-- PROBLEM DETAILS --
Where the string "None" occurs in a line of the data below, that line should be copied.

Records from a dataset
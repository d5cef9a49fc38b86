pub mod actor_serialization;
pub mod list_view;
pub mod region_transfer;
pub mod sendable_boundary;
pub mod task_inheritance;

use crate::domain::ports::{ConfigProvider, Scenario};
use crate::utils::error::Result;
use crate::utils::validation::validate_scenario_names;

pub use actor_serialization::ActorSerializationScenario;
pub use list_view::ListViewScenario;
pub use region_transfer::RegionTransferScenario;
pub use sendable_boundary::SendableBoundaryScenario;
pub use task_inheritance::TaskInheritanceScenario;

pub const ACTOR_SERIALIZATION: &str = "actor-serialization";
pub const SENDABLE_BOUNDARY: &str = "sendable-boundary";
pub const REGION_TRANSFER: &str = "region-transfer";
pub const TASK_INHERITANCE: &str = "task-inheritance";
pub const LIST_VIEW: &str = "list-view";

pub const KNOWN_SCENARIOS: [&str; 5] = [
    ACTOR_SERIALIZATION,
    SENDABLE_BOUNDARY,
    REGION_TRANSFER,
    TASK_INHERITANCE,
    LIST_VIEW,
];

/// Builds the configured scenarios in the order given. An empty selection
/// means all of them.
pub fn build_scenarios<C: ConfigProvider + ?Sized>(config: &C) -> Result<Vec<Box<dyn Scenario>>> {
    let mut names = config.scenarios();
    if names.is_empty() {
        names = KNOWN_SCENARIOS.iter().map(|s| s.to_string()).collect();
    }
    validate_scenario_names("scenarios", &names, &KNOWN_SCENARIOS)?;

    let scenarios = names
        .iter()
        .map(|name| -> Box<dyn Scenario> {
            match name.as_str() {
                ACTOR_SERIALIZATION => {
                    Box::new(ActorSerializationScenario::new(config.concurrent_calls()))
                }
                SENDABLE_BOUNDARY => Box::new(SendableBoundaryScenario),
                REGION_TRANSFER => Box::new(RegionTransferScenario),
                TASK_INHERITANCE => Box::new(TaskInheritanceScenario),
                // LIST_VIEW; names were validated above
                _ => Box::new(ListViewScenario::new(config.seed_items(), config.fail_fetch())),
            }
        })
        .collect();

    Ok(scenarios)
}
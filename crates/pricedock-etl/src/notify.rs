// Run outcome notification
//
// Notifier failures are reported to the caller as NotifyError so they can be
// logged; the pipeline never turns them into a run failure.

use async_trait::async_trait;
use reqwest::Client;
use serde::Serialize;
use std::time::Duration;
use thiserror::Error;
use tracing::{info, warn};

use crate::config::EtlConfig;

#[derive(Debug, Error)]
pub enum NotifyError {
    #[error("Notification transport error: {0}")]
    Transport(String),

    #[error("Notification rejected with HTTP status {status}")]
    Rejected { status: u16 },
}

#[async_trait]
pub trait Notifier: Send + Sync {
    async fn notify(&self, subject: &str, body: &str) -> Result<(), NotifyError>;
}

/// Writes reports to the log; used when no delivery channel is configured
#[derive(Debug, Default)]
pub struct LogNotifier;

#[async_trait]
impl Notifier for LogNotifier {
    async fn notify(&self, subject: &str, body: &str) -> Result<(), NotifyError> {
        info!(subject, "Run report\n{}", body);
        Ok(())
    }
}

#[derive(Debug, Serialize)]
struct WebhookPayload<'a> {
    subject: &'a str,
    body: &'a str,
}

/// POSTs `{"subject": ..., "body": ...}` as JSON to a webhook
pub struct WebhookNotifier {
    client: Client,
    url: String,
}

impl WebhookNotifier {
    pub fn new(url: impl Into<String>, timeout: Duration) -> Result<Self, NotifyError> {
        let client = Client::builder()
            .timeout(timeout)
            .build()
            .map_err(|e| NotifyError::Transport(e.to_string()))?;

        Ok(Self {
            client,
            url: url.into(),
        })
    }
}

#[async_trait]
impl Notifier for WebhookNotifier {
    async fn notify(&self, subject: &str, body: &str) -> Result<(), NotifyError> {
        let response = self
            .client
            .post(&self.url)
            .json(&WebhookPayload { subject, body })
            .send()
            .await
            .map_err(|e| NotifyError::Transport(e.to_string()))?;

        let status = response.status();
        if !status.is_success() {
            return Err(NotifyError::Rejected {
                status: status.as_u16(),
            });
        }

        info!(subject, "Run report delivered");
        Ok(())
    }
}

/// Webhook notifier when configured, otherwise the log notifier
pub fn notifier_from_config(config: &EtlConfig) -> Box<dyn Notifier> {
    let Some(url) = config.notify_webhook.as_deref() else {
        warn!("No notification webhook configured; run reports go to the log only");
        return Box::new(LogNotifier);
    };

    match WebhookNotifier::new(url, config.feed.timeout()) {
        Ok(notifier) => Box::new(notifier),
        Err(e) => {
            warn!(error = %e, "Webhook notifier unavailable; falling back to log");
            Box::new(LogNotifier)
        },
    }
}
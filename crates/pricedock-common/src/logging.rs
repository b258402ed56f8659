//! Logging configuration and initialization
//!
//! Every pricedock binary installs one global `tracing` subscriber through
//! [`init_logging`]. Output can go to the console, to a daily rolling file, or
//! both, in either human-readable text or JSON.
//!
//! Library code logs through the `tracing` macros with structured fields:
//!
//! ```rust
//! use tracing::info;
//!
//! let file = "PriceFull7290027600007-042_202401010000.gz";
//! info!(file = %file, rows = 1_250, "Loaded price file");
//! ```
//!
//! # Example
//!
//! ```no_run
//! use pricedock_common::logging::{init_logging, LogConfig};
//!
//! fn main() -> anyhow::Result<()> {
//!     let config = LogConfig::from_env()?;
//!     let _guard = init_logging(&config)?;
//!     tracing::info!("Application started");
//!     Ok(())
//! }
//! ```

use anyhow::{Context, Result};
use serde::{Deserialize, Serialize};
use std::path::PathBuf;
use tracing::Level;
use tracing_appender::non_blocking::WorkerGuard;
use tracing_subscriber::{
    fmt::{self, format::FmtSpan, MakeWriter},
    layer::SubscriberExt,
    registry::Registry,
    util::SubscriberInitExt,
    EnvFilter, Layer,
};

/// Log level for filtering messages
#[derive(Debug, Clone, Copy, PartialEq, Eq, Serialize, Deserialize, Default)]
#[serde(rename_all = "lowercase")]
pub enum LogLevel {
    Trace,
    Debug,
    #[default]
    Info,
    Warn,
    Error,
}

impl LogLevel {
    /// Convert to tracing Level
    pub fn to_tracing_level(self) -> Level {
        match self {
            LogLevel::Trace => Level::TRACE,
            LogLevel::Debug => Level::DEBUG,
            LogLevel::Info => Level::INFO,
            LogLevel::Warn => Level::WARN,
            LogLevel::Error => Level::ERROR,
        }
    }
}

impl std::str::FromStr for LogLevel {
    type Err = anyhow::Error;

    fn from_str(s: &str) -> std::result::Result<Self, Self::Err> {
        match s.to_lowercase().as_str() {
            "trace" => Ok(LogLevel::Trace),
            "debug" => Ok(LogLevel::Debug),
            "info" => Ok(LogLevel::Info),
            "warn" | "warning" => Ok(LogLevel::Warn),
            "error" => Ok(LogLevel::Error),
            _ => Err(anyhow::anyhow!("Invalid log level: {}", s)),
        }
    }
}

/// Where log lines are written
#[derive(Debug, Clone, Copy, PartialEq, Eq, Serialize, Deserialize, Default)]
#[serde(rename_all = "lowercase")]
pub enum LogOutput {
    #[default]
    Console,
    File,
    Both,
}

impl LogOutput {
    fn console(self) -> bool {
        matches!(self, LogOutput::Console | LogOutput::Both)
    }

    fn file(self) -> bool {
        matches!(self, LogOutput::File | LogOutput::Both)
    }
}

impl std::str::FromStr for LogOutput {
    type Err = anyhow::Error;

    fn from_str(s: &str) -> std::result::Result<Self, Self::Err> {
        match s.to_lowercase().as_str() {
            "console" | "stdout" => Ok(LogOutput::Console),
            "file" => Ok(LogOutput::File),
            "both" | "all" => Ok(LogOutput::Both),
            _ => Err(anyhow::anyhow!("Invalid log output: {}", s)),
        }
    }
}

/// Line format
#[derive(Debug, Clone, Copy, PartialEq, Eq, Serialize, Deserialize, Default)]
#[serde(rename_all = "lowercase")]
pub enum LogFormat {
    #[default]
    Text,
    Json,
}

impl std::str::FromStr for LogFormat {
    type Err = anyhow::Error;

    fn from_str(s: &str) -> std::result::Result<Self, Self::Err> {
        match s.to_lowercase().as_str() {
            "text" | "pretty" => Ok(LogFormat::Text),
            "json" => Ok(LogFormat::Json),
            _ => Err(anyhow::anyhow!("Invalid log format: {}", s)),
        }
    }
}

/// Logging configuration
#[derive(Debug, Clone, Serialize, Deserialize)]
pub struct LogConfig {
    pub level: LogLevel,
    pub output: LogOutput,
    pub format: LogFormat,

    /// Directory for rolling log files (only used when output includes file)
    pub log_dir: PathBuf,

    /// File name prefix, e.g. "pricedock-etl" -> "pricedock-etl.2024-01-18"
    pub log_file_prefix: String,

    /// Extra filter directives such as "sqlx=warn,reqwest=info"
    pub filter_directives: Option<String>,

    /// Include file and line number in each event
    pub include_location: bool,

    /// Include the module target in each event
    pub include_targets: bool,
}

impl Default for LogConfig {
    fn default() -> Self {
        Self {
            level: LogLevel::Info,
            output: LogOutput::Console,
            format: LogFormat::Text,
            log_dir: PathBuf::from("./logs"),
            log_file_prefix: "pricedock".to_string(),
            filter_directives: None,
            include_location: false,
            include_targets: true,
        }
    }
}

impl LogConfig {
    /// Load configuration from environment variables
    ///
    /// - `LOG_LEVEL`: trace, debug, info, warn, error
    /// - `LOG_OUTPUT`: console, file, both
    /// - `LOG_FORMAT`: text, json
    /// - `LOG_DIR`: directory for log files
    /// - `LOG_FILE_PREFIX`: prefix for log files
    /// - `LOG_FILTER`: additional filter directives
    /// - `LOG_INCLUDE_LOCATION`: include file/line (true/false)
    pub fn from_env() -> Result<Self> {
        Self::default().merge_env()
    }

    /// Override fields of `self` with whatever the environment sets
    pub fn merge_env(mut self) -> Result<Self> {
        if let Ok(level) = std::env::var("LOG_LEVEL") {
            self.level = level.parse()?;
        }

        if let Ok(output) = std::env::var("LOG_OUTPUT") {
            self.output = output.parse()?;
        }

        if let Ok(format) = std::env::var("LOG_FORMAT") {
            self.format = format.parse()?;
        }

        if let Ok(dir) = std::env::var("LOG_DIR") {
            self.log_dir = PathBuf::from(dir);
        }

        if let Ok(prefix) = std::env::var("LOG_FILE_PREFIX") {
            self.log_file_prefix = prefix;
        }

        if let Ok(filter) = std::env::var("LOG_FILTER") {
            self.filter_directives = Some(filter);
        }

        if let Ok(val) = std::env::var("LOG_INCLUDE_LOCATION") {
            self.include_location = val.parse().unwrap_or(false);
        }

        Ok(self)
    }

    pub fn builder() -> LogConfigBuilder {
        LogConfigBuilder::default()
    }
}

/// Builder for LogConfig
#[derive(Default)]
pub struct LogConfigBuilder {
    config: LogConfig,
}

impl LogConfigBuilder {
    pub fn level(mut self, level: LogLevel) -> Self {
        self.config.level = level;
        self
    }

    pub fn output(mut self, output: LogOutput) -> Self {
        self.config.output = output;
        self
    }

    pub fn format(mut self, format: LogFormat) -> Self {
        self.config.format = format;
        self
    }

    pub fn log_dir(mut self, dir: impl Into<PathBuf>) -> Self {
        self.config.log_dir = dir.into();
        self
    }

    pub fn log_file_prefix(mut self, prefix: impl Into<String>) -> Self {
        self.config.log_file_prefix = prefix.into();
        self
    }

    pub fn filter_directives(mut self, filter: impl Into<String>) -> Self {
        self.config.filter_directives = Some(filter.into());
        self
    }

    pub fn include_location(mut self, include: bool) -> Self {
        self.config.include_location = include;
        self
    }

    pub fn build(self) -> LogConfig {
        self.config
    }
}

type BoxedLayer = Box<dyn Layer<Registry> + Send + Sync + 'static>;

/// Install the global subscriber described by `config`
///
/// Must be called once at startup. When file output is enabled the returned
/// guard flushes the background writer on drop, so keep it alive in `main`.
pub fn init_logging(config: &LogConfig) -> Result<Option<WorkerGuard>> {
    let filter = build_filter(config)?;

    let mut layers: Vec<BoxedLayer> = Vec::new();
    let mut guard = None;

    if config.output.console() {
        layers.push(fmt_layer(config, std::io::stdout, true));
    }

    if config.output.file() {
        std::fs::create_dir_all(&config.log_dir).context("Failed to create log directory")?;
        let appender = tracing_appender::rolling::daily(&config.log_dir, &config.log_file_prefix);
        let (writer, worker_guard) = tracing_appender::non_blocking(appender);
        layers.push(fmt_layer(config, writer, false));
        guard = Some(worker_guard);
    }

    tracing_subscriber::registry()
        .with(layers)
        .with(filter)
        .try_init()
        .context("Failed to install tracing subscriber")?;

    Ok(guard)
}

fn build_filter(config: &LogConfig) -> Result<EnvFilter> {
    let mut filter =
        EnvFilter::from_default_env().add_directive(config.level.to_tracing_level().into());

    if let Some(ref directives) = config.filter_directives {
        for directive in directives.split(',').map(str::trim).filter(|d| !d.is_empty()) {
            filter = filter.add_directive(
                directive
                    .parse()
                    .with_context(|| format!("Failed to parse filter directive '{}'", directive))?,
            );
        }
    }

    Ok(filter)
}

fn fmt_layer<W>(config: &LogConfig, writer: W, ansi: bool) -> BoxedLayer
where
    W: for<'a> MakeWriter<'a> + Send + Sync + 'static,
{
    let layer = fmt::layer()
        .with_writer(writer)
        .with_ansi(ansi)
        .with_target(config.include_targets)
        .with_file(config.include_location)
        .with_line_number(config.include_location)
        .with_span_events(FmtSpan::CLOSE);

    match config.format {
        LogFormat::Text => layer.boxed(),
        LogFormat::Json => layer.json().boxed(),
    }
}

-- RESULT --
            filter_directives: None,
    let mut guard = None;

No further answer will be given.